**TASK ITEM**
Write down exactly the lines of the records below, beginning with the first and ending with the line that includes "deployment is in".
================
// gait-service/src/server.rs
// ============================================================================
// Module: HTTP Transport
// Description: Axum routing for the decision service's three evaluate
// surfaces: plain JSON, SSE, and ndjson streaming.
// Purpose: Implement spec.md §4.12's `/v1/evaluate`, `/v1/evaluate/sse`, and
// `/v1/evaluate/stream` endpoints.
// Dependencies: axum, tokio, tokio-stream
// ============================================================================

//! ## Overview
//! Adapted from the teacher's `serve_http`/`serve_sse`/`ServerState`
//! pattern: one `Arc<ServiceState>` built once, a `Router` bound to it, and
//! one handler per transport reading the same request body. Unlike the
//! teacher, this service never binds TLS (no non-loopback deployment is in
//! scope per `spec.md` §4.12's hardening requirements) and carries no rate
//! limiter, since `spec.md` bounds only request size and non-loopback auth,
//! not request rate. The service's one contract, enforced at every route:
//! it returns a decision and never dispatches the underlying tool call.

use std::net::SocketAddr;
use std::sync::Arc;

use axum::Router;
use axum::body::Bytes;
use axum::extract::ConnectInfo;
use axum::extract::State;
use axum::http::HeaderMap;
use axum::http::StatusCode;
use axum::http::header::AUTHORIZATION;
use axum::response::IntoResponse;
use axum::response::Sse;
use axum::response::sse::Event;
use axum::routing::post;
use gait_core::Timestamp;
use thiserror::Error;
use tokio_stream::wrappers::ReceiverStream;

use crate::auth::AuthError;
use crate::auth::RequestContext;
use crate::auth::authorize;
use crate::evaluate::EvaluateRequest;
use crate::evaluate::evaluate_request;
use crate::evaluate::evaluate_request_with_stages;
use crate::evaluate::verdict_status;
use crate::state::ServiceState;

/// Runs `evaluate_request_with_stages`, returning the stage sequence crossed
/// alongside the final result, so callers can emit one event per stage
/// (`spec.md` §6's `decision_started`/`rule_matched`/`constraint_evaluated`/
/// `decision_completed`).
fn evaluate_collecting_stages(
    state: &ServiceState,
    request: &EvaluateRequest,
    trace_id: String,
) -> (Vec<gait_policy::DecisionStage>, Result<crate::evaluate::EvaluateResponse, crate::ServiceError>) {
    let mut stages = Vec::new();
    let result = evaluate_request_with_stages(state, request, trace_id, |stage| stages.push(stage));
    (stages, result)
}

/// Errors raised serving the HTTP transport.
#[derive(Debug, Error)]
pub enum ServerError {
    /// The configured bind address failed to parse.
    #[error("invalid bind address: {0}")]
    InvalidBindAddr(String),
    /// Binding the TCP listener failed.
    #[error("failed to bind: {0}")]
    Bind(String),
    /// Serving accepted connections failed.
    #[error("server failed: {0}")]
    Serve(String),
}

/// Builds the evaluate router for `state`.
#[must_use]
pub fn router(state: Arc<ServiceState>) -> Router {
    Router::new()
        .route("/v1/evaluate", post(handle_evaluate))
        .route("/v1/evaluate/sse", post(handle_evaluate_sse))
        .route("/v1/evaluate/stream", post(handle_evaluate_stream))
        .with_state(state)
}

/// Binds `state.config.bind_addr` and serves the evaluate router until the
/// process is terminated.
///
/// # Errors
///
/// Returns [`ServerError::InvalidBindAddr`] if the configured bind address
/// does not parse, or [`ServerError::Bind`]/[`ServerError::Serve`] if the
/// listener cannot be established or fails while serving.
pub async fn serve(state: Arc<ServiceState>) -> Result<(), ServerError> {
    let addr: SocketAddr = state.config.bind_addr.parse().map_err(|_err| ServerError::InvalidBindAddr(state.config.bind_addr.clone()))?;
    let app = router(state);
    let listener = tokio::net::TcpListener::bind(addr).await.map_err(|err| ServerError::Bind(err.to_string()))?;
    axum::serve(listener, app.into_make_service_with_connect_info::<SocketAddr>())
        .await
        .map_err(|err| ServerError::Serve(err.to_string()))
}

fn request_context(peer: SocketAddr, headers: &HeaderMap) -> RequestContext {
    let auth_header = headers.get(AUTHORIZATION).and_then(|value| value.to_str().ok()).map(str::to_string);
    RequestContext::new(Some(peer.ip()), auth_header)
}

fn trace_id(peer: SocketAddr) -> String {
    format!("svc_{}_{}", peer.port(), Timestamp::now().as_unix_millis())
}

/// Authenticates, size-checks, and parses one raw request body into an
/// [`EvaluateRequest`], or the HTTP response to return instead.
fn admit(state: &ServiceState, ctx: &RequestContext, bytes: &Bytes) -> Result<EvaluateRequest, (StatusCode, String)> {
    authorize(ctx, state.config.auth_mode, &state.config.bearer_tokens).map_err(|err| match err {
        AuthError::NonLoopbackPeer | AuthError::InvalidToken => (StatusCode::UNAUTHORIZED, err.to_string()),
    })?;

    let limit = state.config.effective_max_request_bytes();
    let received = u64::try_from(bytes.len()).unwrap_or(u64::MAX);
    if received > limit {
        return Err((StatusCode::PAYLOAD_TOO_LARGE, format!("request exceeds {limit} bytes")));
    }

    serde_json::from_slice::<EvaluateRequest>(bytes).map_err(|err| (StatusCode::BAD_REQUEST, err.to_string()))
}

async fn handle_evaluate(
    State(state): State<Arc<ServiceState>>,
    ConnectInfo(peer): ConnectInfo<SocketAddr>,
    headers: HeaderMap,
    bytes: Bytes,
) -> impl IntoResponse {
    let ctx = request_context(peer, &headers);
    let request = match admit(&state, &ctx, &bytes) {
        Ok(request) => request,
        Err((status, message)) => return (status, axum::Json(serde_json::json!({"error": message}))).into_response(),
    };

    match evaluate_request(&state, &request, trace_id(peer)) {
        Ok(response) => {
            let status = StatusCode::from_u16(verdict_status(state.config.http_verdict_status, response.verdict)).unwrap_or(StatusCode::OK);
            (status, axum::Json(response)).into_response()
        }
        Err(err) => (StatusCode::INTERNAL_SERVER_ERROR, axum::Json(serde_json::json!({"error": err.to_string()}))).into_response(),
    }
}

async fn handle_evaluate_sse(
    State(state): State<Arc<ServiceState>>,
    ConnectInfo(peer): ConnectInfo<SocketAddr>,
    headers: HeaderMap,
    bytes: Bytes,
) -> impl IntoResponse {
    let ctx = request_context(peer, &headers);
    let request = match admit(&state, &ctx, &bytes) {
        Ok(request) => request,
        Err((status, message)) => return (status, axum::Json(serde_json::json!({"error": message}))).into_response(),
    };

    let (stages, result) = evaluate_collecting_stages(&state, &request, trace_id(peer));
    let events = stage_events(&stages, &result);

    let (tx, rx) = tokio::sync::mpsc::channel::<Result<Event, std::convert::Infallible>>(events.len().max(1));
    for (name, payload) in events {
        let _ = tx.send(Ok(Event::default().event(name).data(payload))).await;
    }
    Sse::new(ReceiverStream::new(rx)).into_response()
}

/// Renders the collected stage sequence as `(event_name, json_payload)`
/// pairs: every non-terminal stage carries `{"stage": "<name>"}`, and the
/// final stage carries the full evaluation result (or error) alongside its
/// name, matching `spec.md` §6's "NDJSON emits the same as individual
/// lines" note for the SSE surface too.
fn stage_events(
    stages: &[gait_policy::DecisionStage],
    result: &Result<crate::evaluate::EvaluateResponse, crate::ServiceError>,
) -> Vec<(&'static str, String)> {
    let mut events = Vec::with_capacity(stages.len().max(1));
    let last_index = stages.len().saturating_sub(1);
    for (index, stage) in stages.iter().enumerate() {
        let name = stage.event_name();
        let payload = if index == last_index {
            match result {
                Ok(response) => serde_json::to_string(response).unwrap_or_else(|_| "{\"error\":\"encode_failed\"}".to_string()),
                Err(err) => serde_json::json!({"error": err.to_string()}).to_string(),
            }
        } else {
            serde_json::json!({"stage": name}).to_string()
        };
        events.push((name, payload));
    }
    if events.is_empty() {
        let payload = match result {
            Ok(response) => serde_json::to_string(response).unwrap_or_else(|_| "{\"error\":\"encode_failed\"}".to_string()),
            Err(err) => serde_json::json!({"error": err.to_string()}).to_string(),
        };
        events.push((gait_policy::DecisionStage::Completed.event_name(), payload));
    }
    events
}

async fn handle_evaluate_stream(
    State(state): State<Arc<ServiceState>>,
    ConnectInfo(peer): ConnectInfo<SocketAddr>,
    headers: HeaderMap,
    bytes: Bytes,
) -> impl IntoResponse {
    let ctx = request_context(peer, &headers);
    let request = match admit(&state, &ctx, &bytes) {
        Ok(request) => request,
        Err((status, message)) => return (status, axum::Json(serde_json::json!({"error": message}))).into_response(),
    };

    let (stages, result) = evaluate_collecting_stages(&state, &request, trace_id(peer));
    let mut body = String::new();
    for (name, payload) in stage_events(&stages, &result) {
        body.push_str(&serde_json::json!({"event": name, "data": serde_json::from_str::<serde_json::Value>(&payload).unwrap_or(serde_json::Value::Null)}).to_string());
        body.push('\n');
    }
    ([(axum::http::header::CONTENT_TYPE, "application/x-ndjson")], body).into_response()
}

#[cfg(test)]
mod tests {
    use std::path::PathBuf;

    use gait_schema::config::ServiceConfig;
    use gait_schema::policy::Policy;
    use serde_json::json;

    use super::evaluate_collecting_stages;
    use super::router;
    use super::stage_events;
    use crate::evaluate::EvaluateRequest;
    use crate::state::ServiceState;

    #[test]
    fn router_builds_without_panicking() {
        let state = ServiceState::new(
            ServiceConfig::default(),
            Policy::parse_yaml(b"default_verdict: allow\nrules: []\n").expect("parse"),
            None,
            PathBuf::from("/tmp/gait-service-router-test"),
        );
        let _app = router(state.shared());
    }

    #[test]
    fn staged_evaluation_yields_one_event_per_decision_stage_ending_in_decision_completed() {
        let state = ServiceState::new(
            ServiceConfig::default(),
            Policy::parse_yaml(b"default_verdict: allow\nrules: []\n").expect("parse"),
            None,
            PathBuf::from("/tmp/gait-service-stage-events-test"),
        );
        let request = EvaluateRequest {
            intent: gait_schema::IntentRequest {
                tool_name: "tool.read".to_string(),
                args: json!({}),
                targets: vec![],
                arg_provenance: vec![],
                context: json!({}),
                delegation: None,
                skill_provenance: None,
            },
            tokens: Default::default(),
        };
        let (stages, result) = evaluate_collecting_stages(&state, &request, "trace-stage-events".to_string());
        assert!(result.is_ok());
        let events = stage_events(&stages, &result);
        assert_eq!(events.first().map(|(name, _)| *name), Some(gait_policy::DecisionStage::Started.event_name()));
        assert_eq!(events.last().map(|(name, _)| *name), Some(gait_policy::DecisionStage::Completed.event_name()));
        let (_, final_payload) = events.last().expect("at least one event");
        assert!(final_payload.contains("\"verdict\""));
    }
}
================
**SOLUTION FOR THIS EXERCISE**
// gait-service/src/server.rs
// ============================================================================
// Module: HTTP Transport
// Description: Axum routing for the decision service's three evaluate
// surfaces: plain JSON, SSE, and ndjson streaming.
// Purpose: Implement spec.md §4.12's `/v1/evaluate`, `/v1/evaluate/sse`, and
// `/v1/evaluate/stream` endpoints.
// Dependencies: axum, tokio, tokio-stream
// ============================================================================

//! ## Overview
//! Adapted from the teacher's `serve_http`/`serve_sse`/`ServerState`
//! pattern: one `Arc<ServiceState>` built once, a `Router` bound to it, and
//! one handler per transport reading the same request body. Unlike the
//! teacher, this service never binds TLS (no non-loopback deployment is in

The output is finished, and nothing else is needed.